**What needs to be done**
A faithful transcription of all lines below is the expected answer.

(Dataset excerpts begins)

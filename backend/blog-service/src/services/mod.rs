/// Business logic layer for blog-service
///
/// This module provides high-level operations:
/// - Auth service: registration and credential checks
/// - Post service: listing, reading and admin management of posts
/// - Comment service: adding and moderating comments
pub mod auth;
pub mod comments;
pub mod posts;

pub use auth::{AuthService, LoginOutcome, RegisterOutcome};
pub use comments::CommentService;
pub use posts::PostService;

(Dataset excerpts ends)

**Written response**
filename backend/blog-service/src/services/mod.rs
/// Business logic layer for blog-service
///
/// This module provides high-level operations:
/// - Auth service: registration and credential checks
/// - Post service: listing, reading and admin management of posts
/// - Comment service: adding and moderating comments
pub mod auth;
pub mod comments;
pub mod posts;

pub use auth::{AuthService, LoginOutcome, RegisterOutcome};
pub use comments::CommentService;
pub use posts::PostService;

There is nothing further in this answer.